The desert rain frog is, as its name suggests, a frog that inhabits arid regions. They live in Chile, Peru, Namibia, and South Africa.
They are not as big as some frogs, only six centimeters long. They also sport a light brown color with darker markings on their back reminiscent of tiger or zebra stripes. The light-brown hue camouflages them against the desert dirt while they move around looking for food at nighttime.
Here is more information to widen our understanding of the Desert Rain Frog;
Interesting Facts about the Desert Rain Frog
- These frogs do not just look like tigers or zebras. It turns out that they also produce a mating call that sounds a lot like a tiger’s roar or a zebra’s braying. The male makes the mating call to attract females to his pool.
- The desert rain frog is not an aquatic frog despite its name. They can survive in water but usually live on the ground and in burrows. These frogs are only seen in contact with water when it rains.

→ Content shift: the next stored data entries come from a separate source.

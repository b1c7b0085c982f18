use super::*;

const ALL: [Ease; 9] = [
    Ease::InQuad,
    Ease::OutQuad,
    Ease::InOutQuad,
    Ease::InCubic,
    Ease::OutCubic,
    Ease::OutQuart,
    Ease::OutExpo,
    Ease::OutBack,
    Ease::OutElastic,
];

#[test]
fn endpoints_are_exact() {
    for e in ALL {
        assert!(e.apply(0.0).abs() < 1e-9, "{e:?} at 0");
        assert!((e.apply(1.0) - 1.0).abs() < 1e-9, "{e:?} at 1");
    }
}

#[test]
fn input_is_clamped() {
    for e in ALL {
        assert_eq!(e.apply(-3.0), e.apply(0.0));
        assert_eq!(e.apply(7.0), e.apply(1.0));
    }
}

#[test]
fn back_overshoots() {
    let peak = (1..100)
        .map(|i| Ease::OutBack.apply(f64::from(i) / 100.0))
        .fold(0.0, f64::max);
    assert!(peak > 1.0);
}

- When it rains, they come out of their burrows and will take the opportunity to mate or find a new home in the soil. As soon as the rain stops, they go back into their hole to wait for more rain.
- They have about 25 eggs at a time, and the mother frog lays her eggs in a burrow on land. She doesn’t even have a pool of water to lay her eggs in! The eggs take about three weeks to hatch into tadpoles.